Money laundering in the time of Covid-19

By Christina Poursanidou, Lawyer

The rapid and massive spread of the Covid-19 around the world had a dramatic effect on both global health and economy. At a time when governments were focusing on designing the most effective measures to prevent the spread of the Coronavirus and all other sectors have been suspended, financial crime and especially money laundering was "blooming".

Despite the fact that both the European Commission and Financial Crimes Enforcement Network (FinCEN) had warned competent authorities, credit institutions and other obliged entities of the increased volume of money laundering during similar crises in the past, the latter did not act accordingly. Ongoing criminal investigations in banks were suspended, many countries such as the United Kingdom have extended the deadlines for submitting Annual Company Accounts, while other have relaxed supervision, reporting deadlines and due diligence requirements. These decisions had as a result the lack of transparency, which is one of the most important factors in the fight against money laundering. In the same time, the fact that more and more staff of companies and credit institutions worked in a part time basis or remotely resulted in a delay in AML procedures, while due to the remote working the compliance officers had no access to encrypted and fragmented files, which occurred even more difficulties for the efficient combat of money laundering.

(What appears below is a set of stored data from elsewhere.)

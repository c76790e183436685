//! Operational HTTP endpoints.
//!
//! - `/healthz` : liveness
//! - `/readyz`  : readiness (503 once shutdown has begun)
//! - `/metrics` : Prometheus text format

use std::sync::Arc;

use axum::{
    extract::State,
    http::StatusCode,
    response::{IntoResponse, Response},
};

use crate::obs::RelayMetrics;

/// State shared by the ops handlers.
#[derive(Clone)]
pub struct OpsState {
    metrics: Arc<RelayMetrics>,
}

impl OpsState {
    pub fn new(metrics: Arc<RelayMetrics>) -> Self {
        Self { metrics }
    }
}

pub async fn healthz() -> impl IntoResponse {
    (StatusCode::OK, "ok")
}

pub async fn readyz(State(state): State<OpsState>) -> impl IntoResponse {
    if state.metrics.is_stopping() {
        (StatusCode::SERVICE_UNAVAILABLE, "stopping")
    } else {
        (StatusCode::OK, "ready")
    }
}

pub async fn metrics(State(state): State<OpsState>) -> Response {
    let body = state.metrics.render();

    (
        StatusCode::OK,
        [(axum::http::header::CONTENT_TYPE, "text/plain; version=0.0.4; charset=utf-8")],
        body,
    )
        .into_response()
}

The above measures activated fraudsters and money launderers, who, taking advantage of the current situation, proved once again that even a global crisis is not capable of limiting the illicit financial flow. This time, the establishment of a huge number of charities, acting as intermediaries between individuals who made donations for the purchase of medicines, masks and the scientific research against the Coronavirus, in combination with the increase of unemployment due to the pandemic contributed to the creation of a new form of "money mules". How the “money mules” transfer the “dirty” money this time? Recently incorporated charitable organizations recruited staff, which staff was asked to receive illicit money under the guise of donations, in their personal bank accounts. Following, they were asked to withdraw these donations as cash and deposit them in certain bitcoin ATM. Obviously, the “donations” were made by the money launderer and the Bitcoin wallet to which the “donations” were deposited was controlled by the him, as well. As a result, the illicit money were placed into the legitimate financial system via an irreversible transaction.

As a conclusion, the ingenuity, but mainly the adaptability of money-launderers in extraordinary circumstances can be addressed by the competent authorities with corresponding adaptability to the current digital world. Financial authorities and the compliance departments of the credit institutions and companies shall use the legal digital technology in their screening and monitoring reviews, have the bots to complete tedious tasks, such as collecting vast amount of data for KYC procedures and in the same give to their staff the opportunity to focus in work, requiring human judgment. Technology plays a pivotal role in the attempt to regulate and stop money laundering in general, but even more during such crisis periods.